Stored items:
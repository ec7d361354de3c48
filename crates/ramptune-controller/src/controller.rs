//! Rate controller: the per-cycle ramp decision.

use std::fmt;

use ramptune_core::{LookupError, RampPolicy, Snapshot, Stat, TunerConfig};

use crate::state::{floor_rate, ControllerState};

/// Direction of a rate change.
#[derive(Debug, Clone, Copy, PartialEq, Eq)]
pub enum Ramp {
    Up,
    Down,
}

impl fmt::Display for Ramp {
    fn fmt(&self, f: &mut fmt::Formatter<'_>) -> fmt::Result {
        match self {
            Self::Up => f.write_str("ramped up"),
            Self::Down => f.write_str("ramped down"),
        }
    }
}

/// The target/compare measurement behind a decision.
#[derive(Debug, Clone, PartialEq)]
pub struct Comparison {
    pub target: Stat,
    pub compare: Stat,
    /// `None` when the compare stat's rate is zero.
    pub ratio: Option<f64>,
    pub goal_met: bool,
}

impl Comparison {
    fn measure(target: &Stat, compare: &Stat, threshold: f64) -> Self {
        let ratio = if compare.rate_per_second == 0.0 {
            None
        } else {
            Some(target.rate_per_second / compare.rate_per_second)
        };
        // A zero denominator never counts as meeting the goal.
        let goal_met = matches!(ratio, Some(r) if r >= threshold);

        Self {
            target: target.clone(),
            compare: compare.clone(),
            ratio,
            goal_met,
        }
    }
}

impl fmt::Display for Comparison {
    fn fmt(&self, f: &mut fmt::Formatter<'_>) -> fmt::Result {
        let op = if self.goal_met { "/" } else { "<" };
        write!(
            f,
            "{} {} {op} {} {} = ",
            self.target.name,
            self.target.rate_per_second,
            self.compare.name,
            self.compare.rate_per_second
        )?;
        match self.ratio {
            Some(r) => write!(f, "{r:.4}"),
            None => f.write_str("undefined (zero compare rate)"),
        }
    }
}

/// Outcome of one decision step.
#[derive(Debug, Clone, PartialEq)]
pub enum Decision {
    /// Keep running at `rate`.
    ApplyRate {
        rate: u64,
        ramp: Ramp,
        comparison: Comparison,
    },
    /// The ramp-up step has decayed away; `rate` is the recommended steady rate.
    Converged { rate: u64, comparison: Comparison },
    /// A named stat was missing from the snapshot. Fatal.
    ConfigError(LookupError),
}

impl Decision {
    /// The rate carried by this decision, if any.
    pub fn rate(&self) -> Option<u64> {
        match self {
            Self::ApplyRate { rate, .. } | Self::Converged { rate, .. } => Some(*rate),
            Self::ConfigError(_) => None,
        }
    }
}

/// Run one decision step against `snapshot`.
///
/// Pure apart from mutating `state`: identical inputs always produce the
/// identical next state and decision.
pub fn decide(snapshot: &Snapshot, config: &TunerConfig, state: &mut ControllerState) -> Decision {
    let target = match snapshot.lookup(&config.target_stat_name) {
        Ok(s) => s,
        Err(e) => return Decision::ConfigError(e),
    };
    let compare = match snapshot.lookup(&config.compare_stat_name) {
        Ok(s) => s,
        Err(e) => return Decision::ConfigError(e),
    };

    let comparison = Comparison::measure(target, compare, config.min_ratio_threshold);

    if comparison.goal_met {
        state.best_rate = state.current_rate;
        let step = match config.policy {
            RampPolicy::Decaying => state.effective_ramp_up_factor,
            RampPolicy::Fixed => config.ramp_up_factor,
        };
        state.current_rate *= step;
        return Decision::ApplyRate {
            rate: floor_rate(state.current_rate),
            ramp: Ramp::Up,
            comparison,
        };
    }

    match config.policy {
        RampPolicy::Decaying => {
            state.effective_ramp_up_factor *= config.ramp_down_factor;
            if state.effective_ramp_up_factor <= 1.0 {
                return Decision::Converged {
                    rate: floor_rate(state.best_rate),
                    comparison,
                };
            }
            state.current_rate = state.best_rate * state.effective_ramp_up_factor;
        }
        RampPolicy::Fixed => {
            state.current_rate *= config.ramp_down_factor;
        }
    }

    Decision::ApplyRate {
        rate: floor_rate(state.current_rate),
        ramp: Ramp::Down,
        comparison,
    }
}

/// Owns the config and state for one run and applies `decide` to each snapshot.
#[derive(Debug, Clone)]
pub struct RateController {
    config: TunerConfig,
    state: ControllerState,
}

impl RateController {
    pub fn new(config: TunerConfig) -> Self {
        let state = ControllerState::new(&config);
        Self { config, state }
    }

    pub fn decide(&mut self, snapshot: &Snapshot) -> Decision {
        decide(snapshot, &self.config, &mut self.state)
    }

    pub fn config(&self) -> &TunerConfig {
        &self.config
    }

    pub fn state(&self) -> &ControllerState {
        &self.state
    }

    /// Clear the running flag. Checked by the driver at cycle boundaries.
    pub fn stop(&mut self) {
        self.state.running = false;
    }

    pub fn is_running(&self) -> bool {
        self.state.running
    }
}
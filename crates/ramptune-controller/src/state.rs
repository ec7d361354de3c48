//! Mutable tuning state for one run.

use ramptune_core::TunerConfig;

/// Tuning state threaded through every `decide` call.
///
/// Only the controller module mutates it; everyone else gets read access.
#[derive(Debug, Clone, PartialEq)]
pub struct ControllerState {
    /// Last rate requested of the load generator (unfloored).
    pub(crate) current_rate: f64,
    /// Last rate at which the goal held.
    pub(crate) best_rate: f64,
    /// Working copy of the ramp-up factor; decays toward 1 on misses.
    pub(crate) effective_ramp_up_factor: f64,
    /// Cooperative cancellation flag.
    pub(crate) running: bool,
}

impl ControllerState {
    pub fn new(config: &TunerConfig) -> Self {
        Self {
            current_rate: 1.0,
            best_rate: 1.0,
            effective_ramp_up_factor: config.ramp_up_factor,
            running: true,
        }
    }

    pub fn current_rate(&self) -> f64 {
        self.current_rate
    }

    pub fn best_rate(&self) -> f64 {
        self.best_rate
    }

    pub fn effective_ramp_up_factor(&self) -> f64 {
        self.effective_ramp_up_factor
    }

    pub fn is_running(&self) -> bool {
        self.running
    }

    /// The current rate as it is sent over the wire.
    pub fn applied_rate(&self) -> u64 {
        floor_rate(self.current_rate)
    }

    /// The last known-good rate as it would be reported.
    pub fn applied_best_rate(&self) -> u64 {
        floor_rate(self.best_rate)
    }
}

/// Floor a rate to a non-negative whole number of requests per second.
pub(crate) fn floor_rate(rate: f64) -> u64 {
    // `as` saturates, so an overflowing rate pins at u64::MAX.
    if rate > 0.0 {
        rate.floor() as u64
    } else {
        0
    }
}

> [Exercise brief]:
Copy, from the lines above, each one that holds "ramped".

> [Result]:
            Self::Up => f.write_str("ramped up"),
            Self::Down => f.write_str("ramped down"),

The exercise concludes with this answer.